Match-Early Preferences • Proof for Lemma 5 and 6 (Idea: use Lemma 4) • Want Pr(sampling D in A) > Pr(sampling D in B) • f(wi) > f(wi+1) • A (wi highest word) = C (no wi+1) and D (has wi+1) • B (wi+1 highest word) • 1-to-1 mapping between C and B • P(sampling D in C) > P(sampling D in B)
Match-Early Preferences • (Lemma 5, 6) Playing ↓ is a strict best response to an opponent who plays ↓ • Theorem 1: (↓, ↓) is a strict Bayesian-Nash equilibrium of the 2nd stage of the ESP game for match-early preferences.
MATCH-EARLY PREFERENCES CONT’D • Definition 7: stochastic dominance for complete strategy • (Lemma 7, 8) Stochastic dominance is sufficient and necessary for utility maximization • (Lemma 12) Playing L stochastically dominates playing M. • Theorem 2: ((L, ↓), (L, ↓)) is a strict Bayesian-Nash equilibrium for the complete game.
MATCH-EARLY PREFERENCES CONT’D • (Lemma 12) Playing L stochastically dominates playing M • Randomized mapping from DM to DL • D in DM is transformed by: Take low words in DM, continue sampling from DL until we get enough words
MATCH-EARLY PREFERENCES CONT’D • (Lemma 12) Playing L stochastically dominates playing M • Lemma 10: Each dictionary in DM is mapped to a dictionary in DL which is at least as likely to match against the opponent’s dictionary • Lemma 11: The probability of sampling D from DL is the same as the probability of getting D by sampling D’ from DM and then transform D’ into D under the randomized mapping.
Match-Early Preferences • Theorem 2: ((L, ↓), (L, ↓)) is a strict Bayesian-Nash equilibrium for the complete game.
RARE-WORDS-FIRST PREFERENCES • Definition 8: Rare-words first preferences • (Lemma 13, 14) Stochastic dominance is still sufficient and necessary for utility maximization • (Lemma 15) Suppose player 2 is playing ↓. For any dictionary, no consistent strategy of player 1 stochastically dominates all other consistent strategies. • (Lemma 16) Suppose player 2 is playing ↑. For any dictionary, no consistent strategy of player 1 stochastically dominates all other consistent strategies.

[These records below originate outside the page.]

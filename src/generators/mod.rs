// src/generators/mod.rs
use thiserror::Error;

pub mod password;
pub mod pool;

pub use password::{
    analyze_strength, generate_password, generate_password_with, strength_feedback,
    strength_label, MIN_PASSWORD_LENGTH,
};
pub use pool::character_pool;

// Generator error types
#[derive(Error, Debug, PartialEq, Eq)]
pub enum GeneratorError {
    #[error("Invalid complexity level '{value}', choose from: easy, medium, hard, extra-hard")]
    InvalidComplexity { value: String },

    #[error("Password length must be at least {min} characters")]
    InvalidLength { min: usize },
}

pub type Result<T> = std::result::Result<T, GeneratorError>;
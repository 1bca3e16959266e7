// src/cli/commands.rs
use clap::Subcommand;

#[derive(Subcommand, Debug)]
pub enum CliCommand {
    /// Generate one or more passwords
    Generate {
        /// Password length
        #[arg(long, short)]
        length: Option<usize>,

        /// Complexity level: easy, medium, hard or extra-hard
        #[arg(long, short)]
        complexity: Option<String>,

        /// Number of passwords to generate
        #[arg(long, default_value_t = 1)]
        count: usize,

        /// Seed for reproducible output
        #[arg(long, env = "PASSFORGE_SEED")]
        seed: Option<u64>,
    },

    /// Analyze the strength of a password
    Analyze {
        /// Password to analyze
        #[arg(required = true)]
        password: String,
    },

    /// Print sample passwords for each complexity level
    Demo,
}
// src/cli/handlers.rs
use std::error::Error;

use console::style;
use rand_chacha::ChaCha20Rng;
use rand_core::SeedableRng;

use crate::config::Config;
use crate::generators::{self, analyze_strength, strength_feedback, strength_label};
use crate::models::{ComplexityLevel, GeneratedPassword};

// Handlers for CLI commands

pub fn handle_generate(
    config: &Config,
    length: Option<usize>,
    complexity: Option<&str>,
    count: usize,
    seed: Option<u64>,
    json: bool,
) -> Result<(), Box<dyn Error>> {
    let length = length.unwrap_or(config.default_length);
    let complexity = match complexity {
        Some(value) => value.parse::<ComplexityLevel>()?,
        None => config.default_complexity,
    };

    log::debug!(
        "Generating {} password(s): length={}, complexity={}",
        count,
        length,
        complexity
    );

    let mut seeded = seed.map(ChaCha20Rng::seed_from_u64);
    let mut generated = Vec::with_capacity(count);
    for _ in 0..count {
        let password = match seeded.as_mut() {
            Some(rng) => generators::generate_password_with(rng, length, complexity)?,
            None => generators::generate_password(length, complexity)?,
        };
        let strength = analyze_strength(&password);
        generated.push(GeneratedPassword {
            password,
            complexity,
            length,
            strength,
        });
    }

    if json {
        println!("{}", serde_json::to_string_pretty(&generated)?);
        return Ok(());
    }

    for item in &generated {
        println!(
            "🔑 {}  ({}, {}/100 {})",
            style(&item.password).green().bold(),
            item.complexity,
            item.strength,
            strength_label(item.strength)
        );
    }

    Ok(())
}

pub fn handle_analyze(password: &str, json: bool) -> Result<(), Box<dyn Error>> {
    let strength = analyze_strength(password);
    let feedback = strength_feedback(password);

    if json {
        let report = serde_json::json!({
            "strength": strength,
            "label": strength_label(strength),
            "feedback": feedback,
        });
        println!("{}", serde_json::to_string_pretty(&report)?);
        return Ok(());
    }

    println!("🛡️  Strength: {}/100 ({})", strength, strength_label(strength));
    for line in &feedback {
        println!("  • {line}");
    }

    Ok(())
}

// Demonstration run over four representative (length, complexity) pairs
pub fn handle_demo(json: bool) -> Result<(), Box<dyn Error>> {
    let samples = [
        (10, ComplexityLevel::Easy),
        (12, ComplexityLevel::Medium),
        (14, ComplexityLevel::Hard),
        (20, ComplexityLevel::ExtraHard),
    ];

    let mut generated = Vec::with_capacity(samples.len());
    for (length, complexity) in samples {
        let password = generators::generate_password(length, complexity)?;
        let strength = analyze_strength(&password);
        generated.push(GeneratedPassword {
            password,
            complexity,
            length,
            strength,
        });
    }

    if json {
        println!("{}", serde_json::to_string_pretty(&generated)?);
        return Ok(());
    }

    println!("🔑 Sample passwords:");
    for item in &generated {
        println!(
            "{:>12}: {}  ({}/100 {})",
            item.complexity.as_str(),
            style(&item.password).green().bold(),
            item.strength,
            strength_label(item.strength)
        );
    }

    Ok(())
}
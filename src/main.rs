use std::path::Path;

use clap::Parser;

mod cli;
mod config;
mod generators;
mod models;

use crate::cli::{handlers, Args, CliCommand};
use crate::config::Config;

fn main() {
    // Load environment variables
    if Path::new(".env").exists() {
        dotenvy::dotenv().ok();
    }

    let args = Args::parse();
    let config = Config::load();

    env_logger::Builder::new()
        .filter_level(config.log_level)
        .format_timestamp_secs()
        .init();

    log::info!("🔐 Starting passforge - password generator");
    log::debug!("Command line args: {:?}", args);

    let result = match args.command {
        Some(CliCommand::Generate {
            length,
            complexity,
            count,
            seed,
        }) => handlers::handle_generate(
            &config,
            length,
            complexity.as_deref(),
            count,
            seed,
            args.json,
        ),
        Some(CliCommand::Analyze { password }) => handlers::handle_analyze(&password, args.json),
        Some(CliCommand::Demo) | None => handlers::handle_demo(args.json),
    };

    if let Err(e) = result {
        eprintln!("❌ Error: {e}");
        std::process::exit(1);
    }
}
//! Container image recipe for the quality pipeline.
//!
//! Renders the Dockerfile that packages the test tooling, the SonarQube
//! scanner CLI and the `orchestrator` entrypoint, and drives
//! `<runtime> build` against it.

use serde::{Deserialize, Serialize};
use std::fs;
use std::path::{Path, PathBuf};
use std::process::Command;
use thiserror::Error;
use tracing::{debug, info};

/// Errors related to image building
#[derive(Error, Debug)]
pub enum ImageBuilderError {
    #[error("Build failed: {0}")]
    BuildFailed(String),
    #[error("Invalid configuration: {0}")]
    InvalidConfig(String),
    #[error("Failed to run '{command}': {reason}")]
    CommandFailed { command: String, reason: String },
    #[error("IO error: {0}")]
    Io(#[from] std::io::Error),
}

pub type ImageBuilderResult<T> = Result<T, ImageBuilderError>;

pub const DEFAULT_BASE_IMAGE: &str = "python:3.11-slim";
pub const DEFAULT_SCANNER_VERSION: &str = "5.0.1.3006";
pub const DEFAULT_IMAGE_TAG: &str = "quality-pipeline:latest";
/// File name, relative to the build context, of the staged entrypoint binary.
pub const ENTRYPOINT_BINARY: &str = ".orchestrator-bin";
/// File name, relative to the build context, of the rendered recipe. Kept apart
/// from any `Dockerfile` the project carries.
pub const RECIPE_FILE: &str = ".orchestrator.Dockerfile";

/// Configuration for building the pipeline image
#[derive(Debug, Clone, Serialize, Deserialize)]
pub struct ImageBuildConfig {
    /// Base image providing the Python toolchain
    pub base_image: String,
    /// sonar-scanner-cli release to bundle
    pub scanner_version: String,
    /// Tag applied to the built image
    pub tag: String,
    /// Build context, copied into `/app`
    pub context_dir: PathBuf,
    /// Extra pip requirements installed next to pytest / pytest-cov
    pub requirements: Vec<String>,
}

impl Default for ImageBuildConfig {
    fn default() -> Self {
        Self {
            base_image: DEFAULT_BASE_IMAGE.to_string(),
            scanner_version: DEFAULT_SCANNER_VERSION.to_string(),
            tag: DEFAULT_IMAGE_TAG.to_string(),
            context_dir: PathBuf::from("."),
            requirements: vec![],
        }
    }
}

impl ImageBuildConfig {
    pub fn with_tag(mut self, tag: impl Into<String>) -> Self {
        self.tag = tag.into();
        self
    }

    pub fn with_context_dir(mut self, context_dir: impl Into<PathBuf>) -> Self {
        self.context_dir = context_dir.into();
        self
    }

    pub fn with_requirement(mut self, requirement: impl Into<String>) -> Self {
        self.requirements.push(requirement.into());
        self
    }

    pub fn dockerfile_path(&self) -> PathBuf {
        self.context_dir.join(RECIPE_FILE)
    }

    pub fn validate(&self) -> ImageBuilderResult<()> {
        if self.tag.trim().is_empty() {
            return Err(ImageBuilderError::InvalidConfig(
                "image tag cannot be empty".to_string(),
            ));
        }
        if self.base_image.trim().is_empty() {
            return Err(ImageBuilderError::InvalidConfig(
                "base image cannot be empty".to_string(),
            ));
        }
        if !self.context_dir.is_dir() {
            return Err(ImageBuilderError::InvalidConfig(format!(
                "build context {} is not a directory",
                self.context_dir.display()
            )));
        }
        Ok(())
    }
}

/// Render the Dockerfile for `config`.
pub fn render_dockerfile(config: &ImageBuildConfig) -> String {
    let version = &config.scanner_version;
    let mut pip_packages = vec!["pytest".to_string(), "pytest-cov".to_string()];
    pip_packages.extend(config.requirements.iter().cloned());

    format!(
        r#"FROM {base}

RUN apt-get update \
    && apt-get install -y --no-install-recommends default-jre-headless curl unzip \
    && rm -rf /var/lib/apt/lists/*

ENV SONAR_SCANNER_VERSION={version}
RUN curl -fsSL -o /tmp/sonar-scanner.zip \
        https://binaries.sonarsource.com/Distribution/sonar-scanner-cli/sonar-scanner-cli-{version}.zip \
    && unzip -q /tmp/sonar-scanner.zip -d /opt \
    && mv /opt/sonar-scanner-{version} /opt/sonar-scanner \
    && rm /tmp/sonar-scanner.zip
ENV PATH="/opt/sonar-scanner/bin:${{PATH}}"

RUN pip install --no-cache-dir {packages}

COPY {entrypoint} /usr/local/bin/orchestrator

WORKDIR /app
COPY . /app

ENTRYPOINT ["orchestrator", "run", "--variant", "container"]
"#,
        base = config.base_image,
        version = version,
        packages = pip_packages.join(" "),
        entrypoint = ENTRYPOINT_BINARY,
    )
}

/// Copy the `orchestrator` executable into the build context so the recipe
/// can install it as the image entrypoint.
pub fn stage_entrypoint(config: &ImageBuildConfig, binary: &Path) -> ImageBuilderResult<PathBuf> {
    config.validate()?;
    if !binary.is_file() {
        return Err(ImageBuilderError::InvalidConfig(format!(
            "entrypoint binary {} does not exist",
            binary.display()
        )));
    }
    let target = config.context_dir.join(ENTRYPOINT_BINARY);
    fs::copy(binary, &target)?;
    debug!("Staged {} as {}", binary.display(), target.display());
    Ok(target)
}

/// Write the rendered recipe to `<context_dir>/.orchestrator.Dockerfile`,
/// replacing any earlier render.
pub fn write_dockerfile(config: &ImageBuildConfig) -> ImageBuilderResult<PathBuf> {
    config.validate()?;
    let path = config.dockerfile_path();
    fs::write(&path, render_dockerfile(config))?;
    debug!("Wrote {}", path.display());
    Ok(path)
}

/// Arguments passed to `<runtime>` for building `config`.
pub fn build_args(config: &ImageBuildConfig, dockerfile: &Path) -> Vec<String> {
    vec![
        "build".to_string(),
        "-t".to_string(),
        config.tag.clone(),
        "-f".to_string(),
        dockerfile.display().to_string(),
        config.context_dir.display().to_string(),
    ]
}

/// Build the pipeline image with the given container runtime (`docker`/`podman`).
///
/// The recipe is re-rendered on every call so the current requirements apply.
/// A project `Dockerfile` in the context is never read.
pub fn build_image(config: &ImageBuildConfig, runtime_command: &str) -> ImageBuilderResult<String> {
    let dockerfile = write_dockerfile(config)?;

    let args = build_args(config, &dockerfile);
    info!("Building image {} with {}", config.tag, runtime_command);

    let output = Command::new(runtime_command)
        .args(&args)
        .output()
        .map_err(|e| ImageBuilderError::CommandFailed {
            command: format!("{} {}", runtime_command, args.join(" ")),
            reason: e.to_string(),
        })?;

    if !output.status.success() {
        return Err(ImageBuilderError::BuildFailed(
            String::from_utf8_lossy(&output.stderr).to_string(),
        ));
    }

    Ok(config.tag.clone())
}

Rare-Words-First Preferences • Idea for proving Lemma 15 (and 16) • U = {w1, w2, w3, w4} d = 2 • D1 = {w1, w2} s1: w1, w2 s2: w2, w1 • x = Pr(D2 = {w2, w3} or D2 = {w2, w4}) • y = Pr(D2 = {w1, w2}) • z = Pr(D2 = {w1, w3} or D2 = {w1, w4}) • s1: (0, x, y+z, 0) s1’: (x, y, 0, z) • Neither s1 nor s1’ stochastically dominates the other
Future Work • Sufficient and necessary conditions for playing ↑ with high effort being a Bayesian-Nash equilibrium? • Incentive structure for high effort? - To extend the labels for an image • Other types of scoring functions? • Rules of Taboo words? • Consider entire sequence of words suggested rather than only focusing on the matched word?
Questions? Comments? • What do you think of the model? Does everything in the model make sense? Can you suggest improvements to the model? • What incentive structure could possibly lead to high effort? Would the use of Taboo words be useful for this purpose?